Dataset entries:
····················

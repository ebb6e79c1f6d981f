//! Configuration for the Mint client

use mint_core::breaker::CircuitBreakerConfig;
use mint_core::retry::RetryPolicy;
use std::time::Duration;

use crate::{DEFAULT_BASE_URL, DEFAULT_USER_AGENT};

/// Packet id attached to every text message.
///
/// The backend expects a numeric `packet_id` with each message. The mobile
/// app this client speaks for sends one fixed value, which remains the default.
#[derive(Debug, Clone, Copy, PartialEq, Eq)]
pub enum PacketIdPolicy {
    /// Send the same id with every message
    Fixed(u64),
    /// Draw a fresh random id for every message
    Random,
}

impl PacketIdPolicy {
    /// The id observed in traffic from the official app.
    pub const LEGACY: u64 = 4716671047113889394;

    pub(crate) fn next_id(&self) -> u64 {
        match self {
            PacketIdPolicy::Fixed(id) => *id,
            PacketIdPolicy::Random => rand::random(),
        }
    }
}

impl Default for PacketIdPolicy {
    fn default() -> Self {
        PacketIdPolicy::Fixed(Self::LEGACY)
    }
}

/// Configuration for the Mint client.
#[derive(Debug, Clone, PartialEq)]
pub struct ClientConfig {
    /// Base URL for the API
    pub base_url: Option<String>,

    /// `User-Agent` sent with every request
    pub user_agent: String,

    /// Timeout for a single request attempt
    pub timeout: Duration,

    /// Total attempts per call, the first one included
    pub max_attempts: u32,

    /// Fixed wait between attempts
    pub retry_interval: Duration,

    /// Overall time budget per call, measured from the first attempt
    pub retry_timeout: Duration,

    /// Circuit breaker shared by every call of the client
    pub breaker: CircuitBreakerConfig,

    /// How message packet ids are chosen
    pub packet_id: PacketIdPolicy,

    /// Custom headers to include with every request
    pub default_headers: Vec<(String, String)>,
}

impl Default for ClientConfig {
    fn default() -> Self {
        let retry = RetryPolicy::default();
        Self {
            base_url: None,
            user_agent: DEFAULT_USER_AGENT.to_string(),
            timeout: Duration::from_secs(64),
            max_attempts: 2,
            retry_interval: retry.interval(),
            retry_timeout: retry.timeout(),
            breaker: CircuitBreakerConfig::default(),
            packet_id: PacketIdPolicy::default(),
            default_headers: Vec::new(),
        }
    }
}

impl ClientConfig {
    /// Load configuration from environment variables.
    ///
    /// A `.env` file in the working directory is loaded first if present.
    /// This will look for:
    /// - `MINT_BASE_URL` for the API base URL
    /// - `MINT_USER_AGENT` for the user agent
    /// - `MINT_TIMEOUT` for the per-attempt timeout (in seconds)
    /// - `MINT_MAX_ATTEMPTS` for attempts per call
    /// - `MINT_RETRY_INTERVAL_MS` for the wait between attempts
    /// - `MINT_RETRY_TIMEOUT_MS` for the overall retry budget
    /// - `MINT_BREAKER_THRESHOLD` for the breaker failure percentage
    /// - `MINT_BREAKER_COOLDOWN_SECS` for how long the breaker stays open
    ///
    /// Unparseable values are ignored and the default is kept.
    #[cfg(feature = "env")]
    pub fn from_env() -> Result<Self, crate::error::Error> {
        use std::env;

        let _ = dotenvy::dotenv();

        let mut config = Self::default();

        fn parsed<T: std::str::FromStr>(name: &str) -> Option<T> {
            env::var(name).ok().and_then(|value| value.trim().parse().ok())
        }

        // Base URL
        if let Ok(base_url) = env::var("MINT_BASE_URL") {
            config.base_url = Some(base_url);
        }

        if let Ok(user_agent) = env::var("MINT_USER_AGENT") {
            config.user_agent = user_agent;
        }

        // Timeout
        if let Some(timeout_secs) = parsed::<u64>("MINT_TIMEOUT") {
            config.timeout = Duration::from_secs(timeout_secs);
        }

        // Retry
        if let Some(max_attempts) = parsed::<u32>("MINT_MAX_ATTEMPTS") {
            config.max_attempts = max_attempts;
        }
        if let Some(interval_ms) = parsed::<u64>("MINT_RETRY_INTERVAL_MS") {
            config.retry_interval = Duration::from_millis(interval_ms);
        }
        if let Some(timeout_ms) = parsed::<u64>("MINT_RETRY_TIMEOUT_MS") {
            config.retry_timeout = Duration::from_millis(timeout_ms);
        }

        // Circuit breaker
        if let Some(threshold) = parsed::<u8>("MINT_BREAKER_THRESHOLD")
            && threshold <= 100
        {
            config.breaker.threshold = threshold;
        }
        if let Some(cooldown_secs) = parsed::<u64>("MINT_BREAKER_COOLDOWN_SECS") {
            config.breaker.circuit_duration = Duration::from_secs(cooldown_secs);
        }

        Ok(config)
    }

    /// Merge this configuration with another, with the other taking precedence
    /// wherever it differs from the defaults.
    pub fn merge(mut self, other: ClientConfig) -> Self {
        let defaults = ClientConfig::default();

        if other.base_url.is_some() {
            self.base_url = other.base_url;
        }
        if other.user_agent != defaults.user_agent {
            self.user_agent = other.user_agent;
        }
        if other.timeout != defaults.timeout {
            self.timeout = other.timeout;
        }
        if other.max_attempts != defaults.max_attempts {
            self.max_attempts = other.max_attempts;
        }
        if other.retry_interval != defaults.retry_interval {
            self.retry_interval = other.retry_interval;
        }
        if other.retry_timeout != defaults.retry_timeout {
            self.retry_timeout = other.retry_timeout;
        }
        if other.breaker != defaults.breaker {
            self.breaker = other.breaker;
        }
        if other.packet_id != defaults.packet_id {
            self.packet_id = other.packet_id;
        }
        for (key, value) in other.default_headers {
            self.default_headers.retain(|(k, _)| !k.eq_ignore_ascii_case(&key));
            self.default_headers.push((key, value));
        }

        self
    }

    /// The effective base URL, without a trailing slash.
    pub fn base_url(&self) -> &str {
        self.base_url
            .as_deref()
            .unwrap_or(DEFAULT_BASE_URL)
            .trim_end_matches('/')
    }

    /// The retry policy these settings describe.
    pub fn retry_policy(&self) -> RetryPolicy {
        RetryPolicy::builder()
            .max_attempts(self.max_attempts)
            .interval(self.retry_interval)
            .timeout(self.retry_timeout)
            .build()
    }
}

····················

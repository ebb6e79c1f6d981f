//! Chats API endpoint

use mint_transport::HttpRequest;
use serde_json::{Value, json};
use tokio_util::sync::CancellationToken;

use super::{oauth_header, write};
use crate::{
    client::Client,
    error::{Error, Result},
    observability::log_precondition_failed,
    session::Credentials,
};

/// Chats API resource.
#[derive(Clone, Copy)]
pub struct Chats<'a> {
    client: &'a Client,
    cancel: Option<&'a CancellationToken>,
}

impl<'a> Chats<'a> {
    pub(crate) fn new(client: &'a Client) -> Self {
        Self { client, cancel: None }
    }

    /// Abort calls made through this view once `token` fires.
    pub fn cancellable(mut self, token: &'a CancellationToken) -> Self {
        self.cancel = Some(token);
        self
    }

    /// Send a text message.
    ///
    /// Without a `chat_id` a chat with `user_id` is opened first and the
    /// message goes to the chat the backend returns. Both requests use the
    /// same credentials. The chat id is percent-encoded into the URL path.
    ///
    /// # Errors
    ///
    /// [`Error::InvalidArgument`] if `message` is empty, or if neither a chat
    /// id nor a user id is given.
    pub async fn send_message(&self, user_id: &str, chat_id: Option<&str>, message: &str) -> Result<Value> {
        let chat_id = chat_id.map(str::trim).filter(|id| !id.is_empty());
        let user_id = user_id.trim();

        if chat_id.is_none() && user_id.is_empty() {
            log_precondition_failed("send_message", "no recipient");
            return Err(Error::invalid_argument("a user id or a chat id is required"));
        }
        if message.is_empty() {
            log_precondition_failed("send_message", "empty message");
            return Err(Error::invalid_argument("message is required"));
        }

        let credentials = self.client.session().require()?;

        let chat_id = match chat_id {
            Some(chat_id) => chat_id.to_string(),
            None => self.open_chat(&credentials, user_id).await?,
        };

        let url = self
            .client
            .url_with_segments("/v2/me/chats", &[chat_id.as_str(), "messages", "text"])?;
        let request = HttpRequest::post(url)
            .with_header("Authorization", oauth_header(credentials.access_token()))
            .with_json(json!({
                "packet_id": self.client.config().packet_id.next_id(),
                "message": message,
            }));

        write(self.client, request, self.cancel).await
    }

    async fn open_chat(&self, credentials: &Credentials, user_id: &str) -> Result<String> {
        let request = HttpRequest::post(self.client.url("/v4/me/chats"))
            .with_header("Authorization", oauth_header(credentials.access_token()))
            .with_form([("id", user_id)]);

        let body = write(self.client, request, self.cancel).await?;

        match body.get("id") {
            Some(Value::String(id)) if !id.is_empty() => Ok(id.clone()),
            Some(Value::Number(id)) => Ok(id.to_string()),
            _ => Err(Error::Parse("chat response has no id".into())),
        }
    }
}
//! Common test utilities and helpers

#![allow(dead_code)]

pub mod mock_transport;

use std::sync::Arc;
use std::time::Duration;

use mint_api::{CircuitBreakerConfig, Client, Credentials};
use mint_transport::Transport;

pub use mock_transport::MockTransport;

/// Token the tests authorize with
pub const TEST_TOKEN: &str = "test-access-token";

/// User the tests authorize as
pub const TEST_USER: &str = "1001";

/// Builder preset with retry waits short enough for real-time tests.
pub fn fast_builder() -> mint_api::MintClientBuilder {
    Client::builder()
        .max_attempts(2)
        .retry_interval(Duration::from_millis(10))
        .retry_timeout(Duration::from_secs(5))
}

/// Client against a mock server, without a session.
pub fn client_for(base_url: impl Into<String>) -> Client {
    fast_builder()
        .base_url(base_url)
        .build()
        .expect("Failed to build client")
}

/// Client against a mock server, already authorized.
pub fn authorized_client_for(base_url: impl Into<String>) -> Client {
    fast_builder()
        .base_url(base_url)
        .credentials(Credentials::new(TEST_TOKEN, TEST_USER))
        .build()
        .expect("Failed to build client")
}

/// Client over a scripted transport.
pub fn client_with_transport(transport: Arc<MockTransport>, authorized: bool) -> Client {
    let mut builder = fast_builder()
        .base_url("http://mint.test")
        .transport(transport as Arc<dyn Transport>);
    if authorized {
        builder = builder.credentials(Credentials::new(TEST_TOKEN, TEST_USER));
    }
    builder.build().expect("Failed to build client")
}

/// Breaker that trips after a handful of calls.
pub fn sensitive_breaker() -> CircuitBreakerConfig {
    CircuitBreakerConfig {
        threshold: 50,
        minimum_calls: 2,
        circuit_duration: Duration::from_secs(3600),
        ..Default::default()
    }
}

····················

WHAT YOU SHOULD DO ▸ Find out how many lines in the data above hold the word "backend". Write only the number.

OUTPUT OF THE EXERCISE ▸ 2